[Date Prev][Date Next][Thread Prev][Thread Next][Date Index][Thread Index]
Re: [Condor-devel] RFC: starter-enforced eviction policy expressions
- Date: Fri, 8 Apr 2005 10:11:18 +0100
- From: Matt Hope <matthew.hope@xxxxxxxxx>
- Subject: Re: [Condor-devel] RFC: starter-enforced eviction policy expressions
On Apr 8, 2005 12:35 AM, Derek Wright <wright@xxxxxxxxxxx> wrote:
>
> hi folks. one of our high-prio support customers wants to be able to
> have machine policies like "evict the job if the imagesize grows
> larger than the allocated memory on the virtual machine where it's
> running". unfortunately, it's the starter that monitors the job's
> imagesize, not the startd, so to make the above possible using
> existing policy expressions, we'd have to provide a mechanism for the
> starter to share info with the startd.
Makes sense
external forces -> startd -> starter -> job
job specific details should go via the starter
> moreover, we might want similar sorts of eviction to happen in cases
> where the starter is running without a startd at all (local universe,
> gridshell, etc). so, i'm proposing we add some additional policy
> expressions and logic into the starter itself. below i'm including
> the write-up i did about how i think it should all work. if anyone
> has time to read, think about, and comment on this proposal, that'd be
> swell. thanks,
nice idea - look forward to more of them...
> the starter currently maintains the state of the job, either "running"
> or "suspended". this would be expanded so that the state could be any
> of: "running", "suspended", "vacating" (graceful/soft eviction), or
> "killing" (hard eviction).
what about retirement? how will this fit in...
> admins would be able to define a few new expressions in their config
> file to control the transitions between these states. to simplify
> things, "suspended" would still only be triggered by the startd.
indeed - suspended should be a response to an external action, a job
can take care of pausing itself if it ever wants to.
> i see these policy expressions used to allow eviction if
> the job is "misbehaving".
good to have a clear use case in advance.

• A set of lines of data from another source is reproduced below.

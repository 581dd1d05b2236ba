//! Declarative stub configuration: parsing, loading and mounting.

pub mod error;
pub mod loader;
pub mod parser;
pub mod stub;

pub use error::ConfigError;
pub use loader::{load_stub_set, load_stub_sets};
pub use parser::parse_stub_set;
pub use stub::{StubRoute, StubSet};
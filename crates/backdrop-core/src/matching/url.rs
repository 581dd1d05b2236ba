//! URL pattern matching with wildcards and path parameters.

use crate::error::{Error, Result};
use regex::Regex;
use std::collections::HashMap;

/// A URL pattern compiled to an anchored regular expression.
///
/// Compilation happens once, at registration time; matching afterwards
/// is a single regex run. The pattern language:
///
/// * `**` matches any run of characters, `/` included
/// * `*` matches within one path segment
/// * `?` matches a single non-`/` character
/// * `{name}` matches one path segment and captures it as a parameter
///
/// Everything else is literal. Patterns match the full URL verbatim,
/// query string included; end a pattern with `**` to absorb whatever
/// query a request carries.
#[derive(Debug, Clone)]
pub struct UrlPattern {
    source: String,
    regex: Regex,
    param_names: Vec<String>,
}

impl UrlPattern {
    /// Compile `pattern`, rejecting malformed parameter segments.
    pub fn compile(pattern: &str) -> Result<Self> {
        let (regex_str, param_names) = translate(pattern)?;

        let regex = Regex::new(&format!("^{regex_str}$")).map_err(|err| Error::Pattern {
            pattern: pattern.to_string(),
            reason: err.to_string(),
        })?;

        Ok(Self {
            source: pattern.to_string(),
            regex,
            param_names,
        })
    }

    /// The pattern text as registered.
    pub fn as_str(&self) -> &str {
        &self.source
    }

    /// Match `url` against this pattern.
    ///
    /// Returns the captured path parameters on a match (empty when the
    /// pattern declares none), `None` otherwise.
    pub fn matches(&self, url: &str) -> Option<HashMap<String, String>> {
        let caps = self.regex.captures(url)?;

        let params = self
            .param_names
            .iter()
            .enumerate()
            .filter_map(|(i, name)| {
                caps.get(i + 1)
                    .map(|m| (name.clone(), m.as_str().to_owned()))
            })
            .collect();

        Some(params)
    }
}

fn translate(pattern: &str) -> Result<(String, Vec<String>)> {
    let mut param_names = Vec::new();
    let mut regex_str = String::new();
    let mut chars = pattern.chars().peekable();

    while let Some(c) = chars.next() {
        match c {
            '*' => {
                if chars.peek() == Some(&'*') {
                    chars.next();
                    regex_str.push_str(".*");
                } else {
                    regex_str.push_str("[^/]*");
                }
            }
            '?' => regex_str.push_str("[^/]"),
            '{' => {
                let name = take_param_name(pattern, &mut chars)?;
                param_names.push(name);
                regex_str.push_str("([^/]+)");
            }
            '.' | '+' | '^' | '$' | '(' | ')' | '[' | ']' | '|' | '\\' | '}' => {
                regex_str.push('\\');
                regex_str.push(c);
            }
            _ => regex_str.push(c),
        }
    }

    Ok((regex_str, param_names))
}

fn take_param_name(
    pattern: &str,
    chars: &mut std::iter::Peekable<std::str::Chars<'_>>,
) -> Result<String> {
    let mut name = String::new();
    for c in chars.by_ref() {
        if c == '}' {
            if name.is_empty() {
                return Err(Error::Pattern {
                    pattern: pattern.to_string(),
                    reason: "empty `{}` parameter".to_string(),
                });
            }
            return Ok(name);
        }
        if !c.is_ascii_alphanumeric() && c != '_' {
            return Err(Error::Pattern {
                pattern: pattern.to_string(),
                reason: format!("invalid character `{c}` in parameter name"),
            });
        }
        name.push(c);
    }
    Err(Error::Pattern {
        pattern: pattern.to_string(),
        reason: "unclosed `{` parameter".to_string(),
    })
}
//! Fabrication options and the synthetic response they produce.

use std::time::Duration;

/// Knobs for a single fabricated response.
///
/// The defaults describe the common case: HTTP 200, no artificial
/// latency, JSON body. Builder methods consume and return `self` so
/// options chain inline at the call site.
#[derive(Debug, Clone, PartialEq, Eq)]
pub struct MockOptions {
    /// HTTP status code of the response
    pub status: u16,
    /// Artificial latency applied before the response completes
    pub delay: Duration,
    /// MIME type advertised for the response body
    pub content_type: String,
}

impl Default for MockOptions {
    fn default() -> Self {
        Self {
            status: 200,
            delay: Duration::ZERO,
            content_type: "application/json".to_string(),
        }
    }
}

impl MockOptions {
    pub fn new() -> Self {
        Self::default()
    }

    /// Set the HTTP status code.
    pub fn status(mut self, status: u16) -> Self {
        self.status = status;
        self
    }

    /// Set the artificial latency.
    pub fn delay(mut self, delay: Duration) -> Self {
        self.delay = delay;
        self
    }

    /// Set the MIME type of the body.
    pub fn content_type(mut self, content_type: impl Into<String>) -> Self {
        self.content_type = content_type.into();
        self
    }
}

/// Synthetic HTTP response handed back through the interception layer.
///
/// The body is already serialized; nothing downstream re-encodes it.
#[derive(Debug, Clone, PartialEq, Eq)]
pub struct ResponseDescriptor {
    /// HTTP status code
    pub status: u16,
    /// MIME type of the body
    pub content_type: String,
    /// Serialized JSON body
    pub body: String,
}
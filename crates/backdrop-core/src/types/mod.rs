//! Core request and response types.

pub mod request;
pub mod response;
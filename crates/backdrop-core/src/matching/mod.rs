//! URL pattern and query string matching.

mod query;
mod url;

pub use query::parse_query_string;
pub use url::UrlPattern;
//! Pagination over in-memory collections.

use serde::{Deserialize, Serialize};
use std::collections::HashMap;

/// 1-based page selection for a list request.
#[derive(Debug, Clone, Copy, PartialEq, Eq)]
pub struct PageRequest {
    /// Page number, starting at 1
    pub page: u32,
    /// Number of items per page
    pub page_size: u32,
}

impl Default for PageRequest {
    fn default() -> Self {
        Self {
            page: 1,
            page_size: 10,
        }
    }
}

impl PageRequest {
    /// Create a page request, clamping zero values up to the 1-based grid.
    pub fn new(page: u32, page_size: u32) -> Self {
        Self {
            page: page.max(1),
            page_size: page_size.max(1),
        }
    }

    /// Derive a page request from parsed query parameters.
    ///
    /// Reads `page` (with `pageNumber` as a fallback alias) and
    /// `pageSize`. Absent or unparsable values fall back to the first
    /// page of ten.
    pub fn from_query(query: &HashMap<String, String>) -> Self {
        let page = query
            .get("page")
            .or_else(|| query.get("pageNumber"))
            .and_then(|value| value.parse().ok())
            .unwrap_or(1);
        let page_size = query
            .get("pageSize")
            .and_then(|value| value.parse().ok())
            .unwrap_or(10);
        Self::new(page, page_size)
    }
}

/// One page of a collection plus its pagination metadata.
///
/// Serializes with camelCase keys, matching the wire form a JSON API
/// would produce.
#[derive(Debug, Clone, PartialEq, Serialize, Deserialize)]
#[serde(rename_all = "camelCase")]
pub struct PageEnvelope<T> {
    /// Items on the requested page
    pub items: Vec<T>,
    /// Requested page number
    pub page: u32,
    /// Requested page size
    pub page_size: u32,
    /// Size of the full collection
    pub total: usize,
    /// Number of pages the collection spans
    pub total_pages: u32,
    /// Whether a page precedes this one
    pub has_previous_page: bool,
    /// Whether a page follows this one
    pub has_next_page: bool,
}

/// Slice `items` down to the requested page.
///
/// An out-of-range page yields an empty `items` list rather than an
/// error. The previous/next flags are purely arithmetic: `page > 1`
/// claims a previous page even when the page itself is past the end.
pub fn paginate<T: Clone>(items: &[T], request: PageRequest) -> PageEnvelope<T> {
    let page = request.page.max(1);
    let page_size = request.page_size.max(1);
    let total = items.len();
    let start = (page as usize - 1).saturating_mul(page_size as usize);
    let page_items: Vec<T> = items
        .iter()
        .skip(start)
        .take(page_size as usize)
        .cloned()
        .collect();
    let total_pages = total.div_ceil(page_size as usize) as u32;

    PageEnvelope {
        items: page_items,
        page,
        page_size,
        total,
        total_pages,
        has_previous_page: page > 1,
        has_next_page: page < total_pages,
    }
}
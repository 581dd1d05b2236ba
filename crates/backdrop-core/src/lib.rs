//! Deterministic API mocking for browser-style end-to-end tests.
//!
//! backdrop-core answers an application's outbound HTTP requests with
//! fabricated responses instead of letting them reach a real backend.
//! A test registers URL patterns with async handlers on a [`MockPage`];
//! requests fed through [`MockPage::dispatch`] receive success or error
//! envelopes, optionally paginated and optionally delayed, while
//! unclaimed requests are reported as passthrough.
//!
//! Routes can also be declared in YAML/JSON/JSONC stub files and
//! mounted wholesale; see the [`config`] module.

pub mod config;
pub mod error;
pub mod fabricate;
pub mod matching;
pub mod page;
pub mod paging;
pub mod types;

pub use config::{load_stub_set, load_stub_sets, parse_stub_set, ConfigError, StubRoute, StubSet};
pub use error::{Error, Result};
pub use fabricate::MOCK_ERROR_CODE;
pub use matching::UrlPattern;
pub use page::{DispatchOutcome, Interception, MockPage, RouteAction, SessionStorage};
pub use paging::{paginate, PageEnvelope, PageRequest};
pub use types::request::{HttpMethod, InterceptedRequest};
pub use types::response::{MockOptions, ResponseDescriptor};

> whenever the job is either "running" or "suspended", the starter would
> evaluate the "STARTER_EVICT" expression to decide if we should evict
> the job (analagous to the startd's "PREEMPT" expression, which i think
> is unfortunately named, and should probably be called "EVICT"). if
> undefined, "STARTER_EVICT" would default to FALSE (don't do
> starter-based eviction at all, let the startd's policy settings
> control things). if "STARTER_EVICT" becomes TRUE, the starter would
> evaluate "STARTER_WANT_VACATE" (analagous to the startd's
> "WANT_VACATE") to decide what kind of eviction to perform. if
> "STARTER_WANT_VACATE" is FALSE, we go into the "killing" state and
> immediately hard-kill the job (and all its children) with a SIGKILL.
Will the starters vacate signals match those defined in the submit file?
> if "STARTER_WANT_VACATE" is TRUE, we go into the "vacating" state and
> begin a graceful eviction (sending the "KillSig" specificed in the job
> classad, or SIGTERM by default). is "STARTER_WANT_VACATE" is
> undefined, it defaults to TRUE.
What happens if the job specified it didn't want to vacate?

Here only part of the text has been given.